For more than fifty years, Wendell Berry has been telling us stories about Port William, a mythical town on the banks of the Kentucky River, populated over the years by a cast of unforgettable characters living in a single place over a long time. In this new collection, the author’s first piece of new fiction since the publication of Andy Catlett in 2006, the stories date’s range from 1864, when Rebecca Dawe finds herself in her own reflection at the end of the Civil War, to one from 1991 when Grover Gibbs’ widow, Beulah, attends the auction as her home place is offered for sale.
It feels as if the entire membership, all the Catletts, Burley Coulter, Elton Penn, the Rowanberrys, Laura Milby, the preacher’s wife, Kate Helen Branch, Andy’s dog, Mike, nearly everyone returns with a story or two, to fill in the gaps in this long tale. Those just now joining the Membership will be charmed. Those who’ve attended before will be enriched.

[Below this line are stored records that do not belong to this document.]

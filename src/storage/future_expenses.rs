//! Future expense repository for JSON storage
//!
//! Manages loading and saving planned expenses to future_expenses.json

use std::collections::HashMap;
use std::path::PathBuf;
use std::sync::RwLock;

use crate::error::SetAsideError;
use crate::models::{CategoryId, FutureExpense, FutureExpenseId};

use super::file_io::{read_json, read_lock, write_json_atomic, write_lock};

/// Serializable future expense data structure
#[derive(Debug, Clone, Default, serde::Serialize, serde::Deserialize)]
pub struct FutureExpenseData {
    pub future_expenses: Vec<FutureExpense>,
}

/// Soonest due first, then by name
fn by_due_date(a: &FutureExpense, b: &FutureExpense) -> std::cmp::Ordering {
    a.due_date
        .cmp(&b.due_date)
        .then_with(|| a.name.to_lowercase().cmp(&b.name.to_lowercase()))
}

/// Repository for future expense persistence
pub struct FutureExpenseRepository {
    path: PathBuf,
    data: RwLock<HashMap<FutureExpenseId, FutureExpense>>,
}

impl FutureExpenseRepository {
    pub fn new(path: PathBuf) -> Self {
        Self {
            path,
            data: RwLock::new(HashMap::new()),
        }
    }

    /// Load future expenses from disk
    pub fn load(&self) -> Result<(), SetAsideError> {
        let file_data: FutureExpenseData = read_json(&self.path)?;

        let mut data = write_lock(&self.data)?;

        data.clear();
        for expense in file_data.future_expenses {
            data.insert(expense.id, expense);
        }

        Ok(())
    }

    /// Save future expenses to disk
    pub fn save(&self) -> Result<(), SetAsideError> {
        let future_expenses = self.get_all()?;
        write_json_atomic(&self.path, &FutureExpenseData { future_expenses })
    }

    pub fn get(&self, id: FutureExpenseId) -> Result<Option<FutureExpense>, SetAsideError> {
        let data = read_lock(&self.data)?;

        Ok(data.get(&id).cloned())
    }

    /// Get all future expenses, soonest due first
    pub fn get_all(&self) -> Result<Vec<FutureExpense>, SetAsideError> {
        let data = read_lock(&self.data)?;

        let mut list: Vec<_> = data.values().cloned().collect();
        list.sort_by(by_due_date);
        Ok(list)
    }

    /// Future expenses with this name (case-insensitive), soonest due first
    ///
    /// Names are not unique, so this can return several records.
    pub fn find_by_name(&self, name: &str) -> Result<Vec<FutureExpense>, SetAsideError> {
        let data = read_lock(&self.data)?;

        let name_lower = name.trim().to_lowercase();
        let mut list: Vec<_> = data
            .values()
            .filter(|e| e.name.to_lowercase() == name_lower)
            .cloned()
            .collect();
        list.sort_by(by_due_date);
        Ok(list)
    }

    /// Future expenses whose ID matches a full ID, display ID or prefix
    pub fn find_by_id_prefix(&self, input: &str) -> Result<Vec<FutureExpense>, SetAsideError> {
        let data = read_lock(&self.data)?;

        Ok(data.values().filter(|e| e.id.matches(input)).cloned().collect())
    }

    /// Future expenses filed under a category
    pub fn get_by_category(&self, category_id: CategoryId) -> Result<Vec<FutureExpense>, SetAsideError> {
        Ok(self
            .get_all()?
            .into_iter()
            .filter(|e| e.category_id == Some(category_id))
            .collect())
    }

    /// Insert or update a future expense
    pub fn upsert(&self, expense: FutureExpense) -> Result<(), SetAsideError> {
        let mut data = write_lock(&self.data)?;

        data.insert(expense.id, expense);
        Ok(())
    }

    /// Delete a future expense, returning it if it existed
    pub fn delete(&self, id: FutureExpenseId) -> Result<Option<FutureExpense>, SetAsideError> {
        let mut data = write_lock(&self.data)?;

        Ok(data.remove(&id))
    }

    /// Remove every future expense
    pub fn clear(&self) -> Result<(), SetAsideError> {
        let mut data = write_lock(&self.data)?;

        data.clear();
        Ok(())
    }

    pub fn count(&self) -> Result<usize, SetAsideError> {
        let data = read_lock(&self.data)?;

        Ok(data.len())
    }
}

The story of the community of Port William is one of the great works in American literature. Published in the author’s 78th year, this collection, the tenth volume in the series, is the perfect occasion to celebrate his huge achievement.
"And so it’s all gone. A new time has come. Various ones of the old time keep faith and stop by to see me, Coulter and Wilma and a few others. But the one I wait to see is Althie. Seems like my whole life now is lived under the feeling of her hand touching me that day of the sale, and every day still.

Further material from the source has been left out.